Some one gave my son a Spyderco Military knife for his 14<SUP>th</SUP> birthday yesterday.  It is the sharpest knife I have ever seen out of the box.  Found it on the internet, and dang it is a $200 plus knife.  Does anyone know anything about the company or the quality of these knives?  It is so sharp I am afraid to let him handle it.

Here is the knife he was given:

http://www.spyderco.com/catalog/details.php?product=114


----------



## northgeorgiasportsman (Jan 31, 2008)

My favorite pocket knife is a Spyderco I found in a gravel parking lot while trout fishing.  

It's an absolute razor and pretty much stays that way.  Seems to be pretty high quality and extremely lightweight.

Your son must have someone that likes him a lot.


----------



## marknga (Jan 31, 2008)

Great knife! Here is a link to a forum that I frequent a good bit (when I'n not on Woody's) and they have a board dedicated to Sypyderco

http://www.bladeforums.com/forums/forumdisplay.php?f=726

Yep that knife is a keeper.

Mark


----------



## butterbean7008 (Jan 31, 2008)

I have a spyderco Moran featherweight with a 5 position sheath, they do make great knives.


----------



## whitworth (Jan 31, 2008)

*Saw a fella cut himself right to the bone*

with a Spyderco, over ten years ago.  They sure be sharp; an understatement.


----------



## firewagon (Jan 31, 2008)

Very popular knife within law enforcement and fire rescue. Stays sharp even with abuse.


----------



## whchunter (Feb 1, 2008)

*Good One*

Have carried a Spyderco Native for years. I ordered 2 more, gave one to a friend and have a backup in my safe. I carry it and use it every day and plan on always having it on me. Ordered from www.islandtactical.com for $54.13 back in 2005.


----------



## dapper dan (Feb 4, 2008)

I had to retire my ENDURA, i couldn't stand the thought of losing it after it got to cut through a 50lb bale of coke that was part of a 10,600lb bust in 99. Spyderco's are great, you can slice yourself open and not even know it, until you are bleeding all over the place.


----------



## bross07 (Mar 3, 2008)

I have had one for 11 years now, still sharp and no chips in the blade! Great knife....


----------



## seaweaver (Mar 4, 2008)

I had 3 but the steel was too hard on all and thus too brittle. They all snapped. 2 in use ,one dropped to the concrete (folded) and clink.

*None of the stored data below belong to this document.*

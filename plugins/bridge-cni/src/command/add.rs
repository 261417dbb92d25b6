use anyhow::{Context, Result};
use network::{
    configure_interface, interface_exists, set_interface_mac_address, setup_bridge, setup_veth,
    CmdArgs, IpamResult, NetConf, NetNs, RouteSocket,
};
use serde_json::Value;
use tracing::info;

/// Attaches the container to the bridge and configures its interface with
/// whatever `ipam` hands out. The IPAM result is returned verbatim.
pub fn add<F>(args: &CmdArgs, conf: &NetConf, mac: Option<&str>, ipam: F) -> Result<String>
where
    F: FnOnce() -> Result<(IpamResult, Value)>,
{
    let mut socket = RouteSocket::new().context("failed to open netlink socket")?;
    let bridge = setup_bridge(&mut socket, conf)?;

    let netns = NetNs::open(&args.netns)?;

    if interface_exists(&args.netns, &args.if_name) {
        info!(
            container_id = %args.container_id,
            if_name = %args.if_name,
            "container interface already exists, skipping veth setup"
        );
    } else {
        let host_veth = setup_veth(&netns, &bridge, &args.if_name, conf.mtu, conf.hairpin_mode)?;
        info!(
            container_id = %args.container_id,
            host_veth = %host_veth.name,
            bridge = %bridge.name,
            "connected container to bridge"
        );
    }

    let (result, raw) = ipam()?;

    netns.run(|_| {
        if let Some(mac) = mac {
            set_interface_mac_address(&args.if_name, mac)?;
        }
        configure_interface(&args.if_name, &result)
    })?;

    info!(
        container_id = %args.container_id,
        ip = %result.ip,
        "configured container interface"
    );

    Ok(raw.to_string())
}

loved them other than that.
cw


----------



## whchunter (Mar 5, 2008)

*Steel*



seaweaver said:


> I had 3 but the steel was too hard on all and thus too brittle. They all snapped. 2 in use ,one dropped to the concrete (folded) and clink.
> 
> loved them other than that.
> cw



What steel was it. They make several types.


----------



## chinquapin (Mar 8, 2008)

http://spyderco.com/catalog/details.php?product=213

got this as a gift my favorite pocket knife,  it's unreal sharp and holds a awesome edge


----------



## Sterlo58 (Mar 8, 2008)

Great knives. Stay sharp and last a long time.


----------



## Rednec (Mar 8, 2008)

I have two that are very good knives...My favorite is Masters Of Defense, but this Spderco is my daily carrier.


----------



## whitworth (May 13, 2008)

*If you're a three thumb person*

you can reduce it to two, real quick.


----------



## germag (May 13, 2008)

I have one that my wife gave me about 10 years ago. It's been discontinued so long that it doesn't even show up in their discontinued products listing. It's a great knife, very well built...but it's heavy and bulky and the steel is very hard...difficult to sharpen, but holds and edge very well.


----------



## BookHound (May 20, 2008)

I've carried a Spyderco Endura for probably 8 years now.  Great knife.  Very sharp and easy to keep that way.  Funny to hear people talking about the sharpness.  First day I had my first one (I have a few) I cut my finger to the bone.  LOL.  I've abused mine and never snaped a blade.

Mark


----------



## boneboy96 (May 20, 2008)

I have several of them.  The Police model is large and sharp.  Well all of them are sharp...as long as your son respects it, he'll do fine with it!


----------